Continuaré mis alusiones a la flora con otro dato paradójico. En los jardines y huertos de la serranía campestre o urbana es frecuente, más aún, trivial, encontrar realizado aquel imposible del bello poemita de Enrique Heine: el de la palmera mediterránea que suspiraba de amor por el abeto polar. Los dos árboles de la imagen romántica extendían sus brazos en un afán de erotismo distante y prohibido. Sin embargo nuestros jardines contemplan realizado el afán, y la palmera mece en ellos sus cien brazos de viento y acaricia las manos oscuras del pino hiperbóreo y taciturno.
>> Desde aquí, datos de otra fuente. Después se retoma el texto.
//! Refresh-synchronized frame scheduling
//!
//! The scheduler turns any number of state changes into at most one redraw per
//! display refresh. It never runs a timer of its own: it arms the host's
//! one-shot "redraw on next refresh" primitive (a `requestAnimationFrame`-style
//! callback, or `Window::request_redraw` under winit) and remembers that a
//! frame is already on its way.
//!
//! # Usage
//!
//! ```
//! use std::cell::Cell;
//! use trackscreen::renderer::scheduler::{FrameScheduler, RedrawRequester};
//!
//! struct Counter(Cell<u32>);
//! impl RedrawRequester for Counter {
//!     fn request_redraw(&self) {
//!         self.0.set(self.0.get() + 1);
//!     }
//! }
//!
//! let host = Counter(Cell::new(0));
//! let mut scheduler = FrameScheduler::new();
//!
//! // A burst of changes arms a single callback
//! for _ in 0..100 {
//!     scheduler.request(&host);
//! }
//! assert_eq!(host.0.get(), 1);
//!
//! // The host fires the callback: render, then complete
//! scheduler.begin_frame();
//! scheduler.complete_frame(&host);
//! assert!(!scheduler.is_frame_queued());
//! ```

use log::trace;
use std::rc::Rc;
use std::sync::Arc;
use std::time::{Duration, Instant};

/// Number of recent frame durations kept for the running average.
const FRAME_HISTORY_SIZE: u32 = 120;

/// Host primitive that runs one redraw at the next display refresh.
pub trait RedrawRequester {
    /// Arms a single redraw callback. Must not render synchronously.
    fn request_redraw(&self);
}

impl<T: RedrawRequester + ?Sized> RedrawRequester for Rc<T> {
    fn request_redraw(&self) {
        (**self).request_redraw();
    }
}

impl<T: RedrawRequester + ?Sized> RedrawRequester for Arc<T> {
    fn request_redraw(&self) {
        (**self).request_redraw();
    }
}

/// Counters describing scheduler activity.
#[derive(Debug, Clone, Default, PartialEq)]
pub struct FrameStats {
    /// Requests that armed a host callback
    pub redraw_requests: u64,
    /// Requests absorbed into an already queued frame
    pub coalesced_requests: u64,
    /// Completed redraw passes
    pub frames_rendered: u64,
    /// Out-of-band rect flushes caused by a full rect queue
    pub forced_flushes: u64,
    /// Duration of the most recent redraw pass
    pub last_frame_time: Duration,
    /// Running average of redraw pass durations
    pub avg_frame_time: Duration,
}

/// Single-flight redraw scheduler.
#[derive(Debug, Default)]
pub struct FrameScheduler {
    frame_queued: bool,
    frame_start: Option<Instant>,
    requested_mid_frame: bool,
    stats: FrameStats,
}

impl FrameScheduler {
    pub fn new() -> Self {
        Self::default()
    }

    /// Asks for a redraw at the next refresh.
    ///
    /// Arms the host callback only if no frame is queued yet. Returns whether
    /// a callback was armed by this call.
    pub fn request(&mut self, host: &dyn RedrawRequester) -> bool {
        if self.frame_queued {
            if self.frame_start.is_some() {
                self.requested_mid_frame = true;
            }
            self.stats.coalesced_requests += 1;
            return false;
        }
        self.frame_queued = true;
        self.stats.redraw_requests += 1;
        host.request_redraw();
        trace!("frame queued");
        true
    }

    pub fn is_frame_queued(&self) -> bool {
        self.frame_queued
    }

    /// Marks the start of a redraw pass.
    pub fn begin_frame(&mut self) {
        self.frame_start = Some(Instant::now());
    }

    /// Marks the end of a redraw pass and re-enables scheduling.
    ///
    /// A request that arrived while the pass was running arms the next frame.
    pub fn complete_frame(&mut self, host: &dyn RedrawRequester) {
        if let Some(start) = self.frame_start.take() {
            let elapsed = start.elapsed();
            self.stats.last_frame_time = elapsed;
            let window = self.stats.frames_rendered.min(u64::from(FRAME_HISTORY_SIZE - 1)) as u32;
            self.stats.avg_frame_time = (self.stats.avg_frame_time * window + elapsed) / (window + 1);
        }
        self.stats.frames_rendered += 1;
        self.frame_queued = false;
        if std::mem::take(&mut self.requested_mid_frame) {
            self.request(host);
        }
    }

    /// Records a rect flush forced by queue overflow.
    pub fn record_forced_flush(&mut self) {
        self.stats.forced_flushes += 1;
    }

    pub fn stats(&self) -> &FrameStats {
        &self.stats
    }
}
¿Quiere el lector que le diga algo de las flores? Pues bien, oígame lo siguiente: no le pido que me acompañe a la selva tórrida en busca de esos animalitos inquietantes, mitad botánica y mitad zoología, que son las orquídeas. No quiero llevarle a ese mundo embriagador: casi es pecaminoso. Me contento con indicarle un dato: se cultivan rosas y claveles, jazmines, geranios y cien especies más de color y de olor espléndidos, en todas las alturas que van desde el nivel del mar hasta los tres mil y más de elevación. En las faldas del volcán Pichincha se despereza constantemente la ciudad de Quito, bautizada por alguien con el nombre de Escorial de los Andes. Pues bien, esta ciudad, que se halla recostada a casi tres mil metros más cerca de las estrellas, vive sumergida en flores, opulentas, magníficas, colmadas de color y de perfume. La cosa sube de grado cuando se comienza a bajar de las montañas; y en las regiones semitórridas el brillo y el tamaño de las flores resiste cualquier comparación.

¿Y qué me dirá el lector cuando le diga que podemos cosechar, y de hecho cosechamos, patatas y trigo a una altura de cuatro mil metros? La paciencia del maíz,   —29→   planta totémica del primitivo ecuatoriano y americano, quizás no tiene límites de ponderación. Hay maíz tórrido y maíz de la zona templada y maíz del frío; hay, sobre todo, el maíz del páramo, el más paciente y sufrido de todos, que no se muere de frío, que encierra con más cariño en su panoja la espiga o mazorca, y se pega al suelo, se hace diminuto para resistir al viento y abrigarse algún poquito bajo el ojo helado del sol.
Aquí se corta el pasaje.